───── SOURCE MATERIAL
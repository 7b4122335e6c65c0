//! Worker API Handlers
//!
//! Endpoints reserved for optimization workers. Both require the shared
//! worker secret, checked before any storage access.

use axum::{
    Json,
    extract::State,
    http::{HeaderMap, StatusCode, header::AUTHORIZATION},
    response::{IntoResponse, Response},
};
use veriopt_core::dto::job::FinishJob;

use crate::api::error::{ApiError, ApiResult};
use crate::service::job_service;
use crate::state::AppState;

/// Check `Authorization: Bearer <token>` against the configured secret
fn authorize_worker(headers: &HeaderMap, expected: &str) -> ApiResult<()> {
    let token = headers
        .get(AUTHORIZATION)
        .and_then(|value| value.to_str().ok())
        .and_then(|value| value.strip_prefix("Bearer "))
        .map(str::trim);

    match token {
        Some(token) if !token.is_empty() && token == expected => Ok(()),
        _ => {
            tracing::warn!("Rejected worker request with missing or invalid token");
            Err(ApiError::Unauthorized)
        }
    }
}

/// GET|POST /next-queued-job
/// Atomically claim the oldest queued job
///
/// 200 with the claimed record, 204 when the queue is empty.
pub async fn next_queued_job(
    State(state): State<AppState>,
    headers: HeaderMap,
) -> ApiResult<Response> {
    authorize_worker(&headers, &state.config.worker_token)?;

    let response = match job_service::claim_next(state.store.as_ref()).await? {
        Some(job) => Json(job).into_response(),
        None => StatusCode::NO_CONTENT.into_response(),
    };

    Ok(response)
}

/// POST /finish-job
/// Finalize a job as completed or failed
pub async fn finish_job(
    State(state): State<AppState>,
    headers: HeaderMap,
    Json(req): Json<FinishJob>,
) -> ApiResult<StatusCode> {
    authorize_worker(&headers, &state.config.worker_token)?;

    tracing::info!("Finishing job: {} with status {}", req.job_id, req.status);

    job_service::finish(state.store.as_ref(), req).await?;

    Ok(StatusCode::NO_CONTENT)
}

#[cfg(test)]
mod tests {
    use super::*;
    use axum::http::HeaderValue;

    fn headers(value: &str) -> HeaderMap {
        let mut headers = HeaderMap::new();
        headers.insert(AUTHORIZATION, HeaderValue::from_str(value).unwrap());
        headers
    }

    #[test]
    fn test_authorize_worker() {
        assert!(authorize_worker(&headers("Bearer s3cret"), "s3cret").is_ok());
        assert!(authorize_worker(&headers("Bearer wrong"), "s3cret").is_err());
        assert!(authorize_worker(&headers("s3cret"), "s3cret").is_err());
        assert!(authorize_worker(&headers("Bearer "), "").is_err());
        assert!(authorize_worker(&HeaderMap::new(), "s3cret").is_err());
    }
}
//! LLM Relay API Handler

use axum::{Json, extract::State};
use serde_json::Value;
use veriopt_core::dto::llm::LlmRequest;

use crate::api::error::ApiResult;
use crate::service::llm_service;
use crate::state::AppState;

/// POST /llm-orchestrator
/// Prompt the model as one of the agent roles and return its JSON reply
pub async fn llm_orchestrator(
    State(state): State<AppState>,
    Json(req): Json<LlmRequest>,
) -> ApiResult<Json<Value>> {
    let role = llm_service::parse_role(&req.role)?;

    tracing::info!("LLM call for role: {}", role);

    let reply = state.llm.complete(role, &req.payload).await?;

    Ok(Json(reply))
}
──────────
TO DO: What lines of the material above hold the string "ApiError"? Please copy them.

EXPECTED OUTPUT:
use crate::api::error::{ApiError, ApiResult};
            Err(ApiError::Unauthorized)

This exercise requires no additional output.